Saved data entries
=== Begin Enclosure ===

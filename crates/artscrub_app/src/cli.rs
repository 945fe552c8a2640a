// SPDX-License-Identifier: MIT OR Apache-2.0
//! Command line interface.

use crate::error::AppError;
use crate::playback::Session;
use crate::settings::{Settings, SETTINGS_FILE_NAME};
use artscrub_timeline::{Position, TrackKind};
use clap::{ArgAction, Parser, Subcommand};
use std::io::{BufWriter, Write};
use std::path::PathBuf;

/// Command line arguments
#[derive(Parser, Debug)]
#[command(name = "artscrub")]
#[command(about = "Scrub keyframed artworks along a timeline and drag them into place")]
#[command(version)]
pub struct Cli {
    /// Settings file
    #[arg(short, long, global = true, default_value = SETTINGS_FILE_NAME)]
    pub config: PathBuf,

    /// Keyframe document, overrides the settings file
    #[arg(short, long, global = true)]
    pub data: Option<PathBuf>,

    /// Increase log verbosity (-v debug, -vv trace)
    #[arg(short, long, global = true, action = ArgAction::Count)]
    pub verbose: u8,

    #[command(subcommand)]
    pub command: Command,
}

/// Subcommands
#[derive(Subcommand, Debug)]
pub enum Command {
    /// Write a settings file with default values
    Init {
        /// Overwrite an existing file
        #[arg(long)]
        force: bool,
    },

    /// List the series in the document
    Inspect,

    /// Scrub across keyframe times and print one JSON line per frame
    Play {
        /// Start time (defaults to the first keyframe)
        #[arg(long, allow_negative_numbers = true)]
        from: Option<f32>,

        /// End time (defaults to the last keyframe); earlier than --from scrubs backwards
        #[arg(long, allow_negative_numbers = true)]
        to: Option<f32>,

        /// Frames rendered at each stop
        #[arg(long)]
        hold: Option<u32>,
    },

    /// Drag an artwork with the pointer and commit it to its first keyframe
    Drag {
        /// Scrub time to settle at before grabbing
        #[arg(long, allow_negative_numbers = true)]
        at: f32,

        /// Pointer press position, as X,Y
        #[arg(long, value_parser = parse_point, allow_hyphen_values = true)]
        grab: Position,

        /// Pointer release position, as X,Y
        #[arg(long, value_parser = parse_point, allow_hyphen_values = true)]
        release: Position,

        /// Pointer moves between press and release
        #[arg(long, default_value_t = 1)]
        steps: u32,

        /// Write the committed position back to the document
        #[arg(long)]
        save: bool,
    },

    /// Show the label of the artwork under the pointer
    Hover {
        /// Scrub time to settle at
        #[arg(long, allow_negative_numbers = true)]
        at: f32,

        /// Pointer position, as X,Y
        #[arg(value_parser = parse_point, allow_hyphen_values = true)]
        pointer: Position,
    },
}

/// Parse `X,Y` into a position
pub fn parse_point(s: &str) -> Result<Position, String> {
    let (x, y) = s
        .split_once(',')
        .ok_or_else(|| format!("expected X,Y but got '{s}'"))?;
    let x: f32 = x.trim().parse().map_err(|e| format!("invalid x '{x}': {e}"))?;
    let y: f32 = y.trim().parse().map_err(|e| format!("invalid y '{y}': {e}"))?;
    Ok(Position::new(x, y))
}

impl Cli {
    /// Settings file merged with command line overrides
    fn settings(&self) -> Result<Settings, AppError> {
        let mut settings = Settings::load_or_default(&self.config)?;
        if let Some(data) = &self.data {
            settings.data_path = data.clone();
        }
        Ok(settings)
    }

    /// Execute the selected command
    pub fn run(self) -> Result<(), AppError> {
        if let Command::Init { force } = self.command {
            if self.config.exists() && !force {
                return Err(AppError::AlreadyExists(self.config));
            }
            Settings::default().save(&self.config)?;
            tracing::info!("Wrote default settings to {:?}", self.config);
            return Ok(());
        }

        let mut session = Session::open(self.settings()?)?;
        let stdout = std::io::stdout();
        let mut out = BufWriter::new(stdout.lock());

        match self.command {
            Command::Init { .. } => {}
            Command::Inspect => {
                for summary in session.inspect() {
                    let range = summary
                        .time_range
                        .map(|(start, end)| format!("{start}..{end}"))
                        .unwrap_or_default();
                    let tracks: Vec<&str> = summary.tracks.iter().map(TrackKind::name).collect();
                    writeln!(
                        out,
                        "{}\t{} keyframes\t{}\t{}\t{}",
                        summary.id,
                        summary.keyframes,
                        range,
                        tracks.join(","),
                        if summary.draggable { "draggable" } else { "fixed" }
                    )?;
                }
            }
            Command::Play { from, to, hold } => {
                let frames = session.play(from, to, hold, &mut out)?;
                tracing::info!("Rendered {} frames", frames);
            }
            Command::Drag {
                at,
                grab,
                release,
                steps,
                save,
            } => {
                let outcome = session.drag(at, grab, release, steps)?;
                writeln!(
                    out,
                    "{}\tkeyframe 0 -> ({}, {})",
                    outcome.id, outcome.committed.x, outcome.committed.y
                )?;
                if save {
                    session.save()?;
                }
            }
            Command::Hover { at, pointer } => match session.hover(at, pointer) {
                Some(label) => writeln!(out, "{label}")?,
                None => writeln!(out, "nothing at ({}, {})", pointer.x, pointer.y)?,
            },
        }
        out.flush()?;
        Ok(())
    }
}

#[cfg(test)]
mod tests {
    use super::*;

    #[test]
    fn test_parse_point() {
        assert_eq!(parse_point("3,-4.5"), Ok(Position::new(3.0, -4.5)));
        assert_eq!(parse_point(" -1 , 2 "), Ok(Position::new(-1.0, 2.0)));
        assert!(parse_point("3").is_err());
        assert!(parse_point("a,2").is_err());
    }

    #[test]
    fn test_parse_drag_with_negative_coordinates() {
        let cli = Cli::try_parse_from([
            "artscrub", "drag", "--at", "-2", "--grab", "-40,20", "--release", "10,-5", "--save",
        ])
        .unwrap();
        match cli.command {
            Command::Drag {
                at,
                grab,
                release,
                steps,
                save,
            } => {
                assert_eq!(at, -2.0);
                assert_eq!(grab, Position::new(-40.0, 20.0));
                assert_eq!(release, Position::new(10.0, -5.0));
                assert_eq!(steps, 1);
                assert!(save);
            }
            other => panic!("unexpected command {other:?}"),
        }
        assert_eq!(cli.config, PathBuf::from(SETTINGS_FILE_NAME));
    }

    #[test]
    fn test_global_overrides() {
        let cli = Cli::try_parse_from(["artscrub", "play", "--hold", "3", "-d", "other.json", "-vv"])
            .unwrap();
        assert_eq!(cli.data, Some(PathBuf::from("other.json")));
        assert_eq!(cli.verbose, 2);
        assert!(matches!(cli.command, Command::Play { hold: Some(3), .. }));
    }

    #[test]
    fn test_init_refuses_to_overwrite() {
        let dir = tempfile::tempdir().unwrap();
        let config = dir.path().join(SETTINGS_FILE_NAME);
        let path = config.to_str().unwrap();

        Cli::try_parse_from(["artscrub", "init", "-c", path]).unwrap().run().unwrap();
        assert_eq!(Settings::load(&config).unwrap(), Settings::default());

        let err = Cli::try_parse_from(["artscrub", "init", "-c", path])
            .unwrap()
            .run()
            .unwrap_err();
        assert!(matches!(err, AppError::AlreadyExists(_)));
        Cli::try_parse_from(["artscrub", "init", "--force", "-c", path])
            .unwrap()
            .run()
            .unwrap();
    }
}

=== End Enclosure ===

Word for word, return each of the entries shown above.

Result:
filename crates/artscrub_app/src/cli.rs
repository 945fe552c8a2640a
// SPDX-License-Identifier: MIT OR Apache-2.0
//! Command line interface.

use crate::error::AppError;
use crate::playback::Session;
use crate::settings::{Settings, SETTINGS_FILE_NAME};
use artscrub_timeline::{Position, TrackKind};
use clap::{ArgAction, Parser, Subcommand};
use std::io::{BufWriter, Write};
use std::path::PathBuf;

/// Command line arguments
#[derive(Parser, Debug)]
#[command(name = "artscrub")]
#[command(about = "Scrub keyframed artworks along a timeline and drag them into place")]
#[command(version)]
pub struct Cli {
    /// Settings file
    #[arg(short, long, global = true, default_value = SETTINGS_FILE_NAME)]
    pub config: PathBuf,

    /// Keyframe document, overrides the settings file
    #[arg(short, long, global = true)]
    pub data: Option<PathBuf>,

    /// Increase log verbosity (-v debug, -vv trace)
    #[arg(short, long, global = true, action = ArgAction::Count)]
    pub verbose: u8,

    #[command(subcommand)]
    pub command: Command,
}

/// Subcommands
#[derive(Subcommand, Debug)]
pub enum Command {
    /// Write a settings file with default values
    Init {
        /// Overwrite an existing file
        #[arg(long)]
        force: bool,
    },

    /// List the series in the document
    Inspect,

    /// Scrub across keyframe times and print one JSON line per frame
    Play {
        /// Start time (defaults to the first keyframe)
        #[arg(long, allow_negative_numbers = true)]
        from: Option<f32>,

        /// End time (defaults to the last keyframe); earlier than --from scrubs backwards
        #[arg(long, allow_negative_numbers = true)]
        to: Option<f32>,

        /// Frames rendered at each stop
        #[arg(long)]
        hold: Option<u32>,
    },

    /// Drag an artwork with the pointer and commit it to its first keyframe
    Drag {
        /// Scrub time to settle at before grabbing
        #[arg(long, allow_negative_numbers = true)]
        at: f32,

        /// Pointer press position, as X,Y
        #[arg(long, value_parser = parse_point, allow_hyphen_values = true)]
        grab: Position,

        /// Pointer release position, as X,Y
        #[arg(long, value_parser = parse_point, allow_hyphen_values = true)]
        release: Position,

        /// Pointer moves between press and release
        #[arg(long, default_value_t = 1)]
        steps: u32,

        /// Write the committed position back to the document
        #[arg(long)]
        save: bool,
    },

    /// Show the label of the artwork under the pointer
    Hover {
        /// Scrub time to settle at
        #[arg(long, allow_negative_numbers = true)]
        at: f32,

        /// Pointer position, as X,Y
        #[arg(value_parser = parse_point, allow_hyphen_values = true)]
        pointer: Position,
    },
}

/// Parse `X,Y` into a position
pub fn parse_point(s: &str) -> Result<Position, String> {
    let (x, y) = s
        .split_once(',')
        .ok_or_else(|| format!("expected X,Y but got '{s}'"))?;
    let x: f32 = x.trim().parse().map_err(|e| format!("invalid x '{x}': {e}"))?;
    let y: f32 = y.trim().parse().map_err(|e| format!("invalid y '{y}': {e}"))?;
    Ok(Position::new(x, y))
}

impl Cli {
    /// Settings file merged with command line overrides
    fn settings(&self) -> Result<Settings, AppError> {
        let mut settings = Settings::load_or_default(&self.config)?;
        if let Some(data) = &self.data {
            settings.data_path = data.clone();
        }
        Ok(settings)
    }

    /// Execute the selected command
    pub fn run(self) -> Result<(), AppError> {
        if let Command::Init { force } = self.command {
            if self.config.exists() && !force {
                return Err(AppError::AlreadyExists(self.config));
            }
            Settings::default().save(&self.config)?;
            tracing::info!("Wrote default settings to {:?}", self.config);
            return Ok(());
        }

        let mut session = Session::open(self.settings()?)?;
        let stdout = std::io::stdout();
        let mut out = BufWriter::new(stdout.lock());

        match self.command {
            Command::Init { .. } => {}
            Command::Inspect => {
                for summary in session.inspect() {
                    let range = summary
                        .time_range
                        .map(|(start, end)| format!("{start}..{end}"))
                        .unwrap_or_default();
                    let tracks: Vec<&str> = summary.tracks.iter().map(TrackKind::name).collect();
                    writeln!(
                        out,
                        "{}\t{} keyframes\t{}\t{}\t{}",
                        summary.id,
                        summary.keyframes,
                        range,
                        tracks.join(","),
                        if summary.draggable { "draggable" } else { "fixed" }
                    )?;
                }
            }
            Command::Play { from, to, hold } => {
                let frames = session.play(from, to, hold, &mut out)?;
                tracing::info!("Rendered {} frames", frames);
            }
            Command::Drag {
                at,
                grab,
                release,
                steps,
                save,
            } => {
                let outcome = session.drag(at, grab, release, steps)?;
                writeln!(
                    out,
                    "{}\tkeyframe 0 -> ({}, {})",
                    outcome.id, outcome.committed.x, outcome.committed.y
                )?;
                if save {
                    session.save()?;
                }
            }
            Command::Hover { at, pointer } => match session.hover(at, pointer) {
                Some(label) => writeln!(out, "{label}")?,
                None => writeln!(out, "nothing at ({}, {})", pointer.x, pointer.y)?,
            },
        }
        out.flush()?;
        Ok(())
    }
}

#[cfg(test)]
mod tests {
    use super::*;

    #[test]
    fn test_parse_point() {
        assert_eq!(parse_point("3,-4.5"), Ok(Position::new(3.0, -4.5)));
        assert_eq!(parse_point(" -1 , 2 "), Ok(Position::new(-1.0, 2.0)));
        assert!(parse_point("3").is_err());
        assert!(parse_point("a,2").is_err());
    }

    #[test]
    fn test_parse_drag_with_negative_coordinates() {
        let cli = Cli::try_parse_from([
            "artscrub", "drag", "--at", "-2", "--grab", "-40,20", "--release", "10,-5", "--save",
        ])
        .unwrap();
        match cli.command {
            Command::Drag {
                at,
                grab,
                release,
                steps,
                save,
            } => {
                assert_eq!(at, -2.0);
                assert_eq!(grab, Position::new(-40.0, 20.0));
                assert_eq!(release, Position::new(10.0, -5.0));
                assert_eq!(steps, 1);
                assert!(save);
            }
            other => panic!("unexpected command {other:?}"),
        }
        assert_eq!(cli.config, PathBuf::from(SETTINGS_FILE_NAME));
    }

    #[test]
    fn test_global_overrides() {
        let cli = Cli::try_parse_from(["artscrub", "play", "--hold", "3", "-d", "other.json", "-vv"])
            .unwrap();
        assert_eq!(cli.data, Some(PathBuf::from("other.json")));
        assert_eq!(cli.verbose, 2);
        assert!(matches!(cli.command, Command::Play { hold: Some(3), .. }));
    }

    #[test]
    fn test_init_refuses_to_overwrite() {
        let dir = tempfile::tempdir().unwrap();
        let config = dir.path().join(SETTINGS_FILE_NAME);
        let path = config.to_str().unwrap();

        Cli::try_parse_from(["artscrub", "init", "-c", path]).unwrap().run().unwrap();
        assert_eq!(Settings::load(&config).unwrap(), Settings::default());

        let err = Cli::try_parse_from(["artscrub", "init", "-c", path])
            .unwrap()
            .run()
            .unwrap_err();
        assert!(matches!(err, AppError::AlreadyExists(_)));
        Cli::try_parse_from(["artscrub", "init", "--force", "-c", path])
            .unwrap()
            .run()
            .unwrap();
    }
}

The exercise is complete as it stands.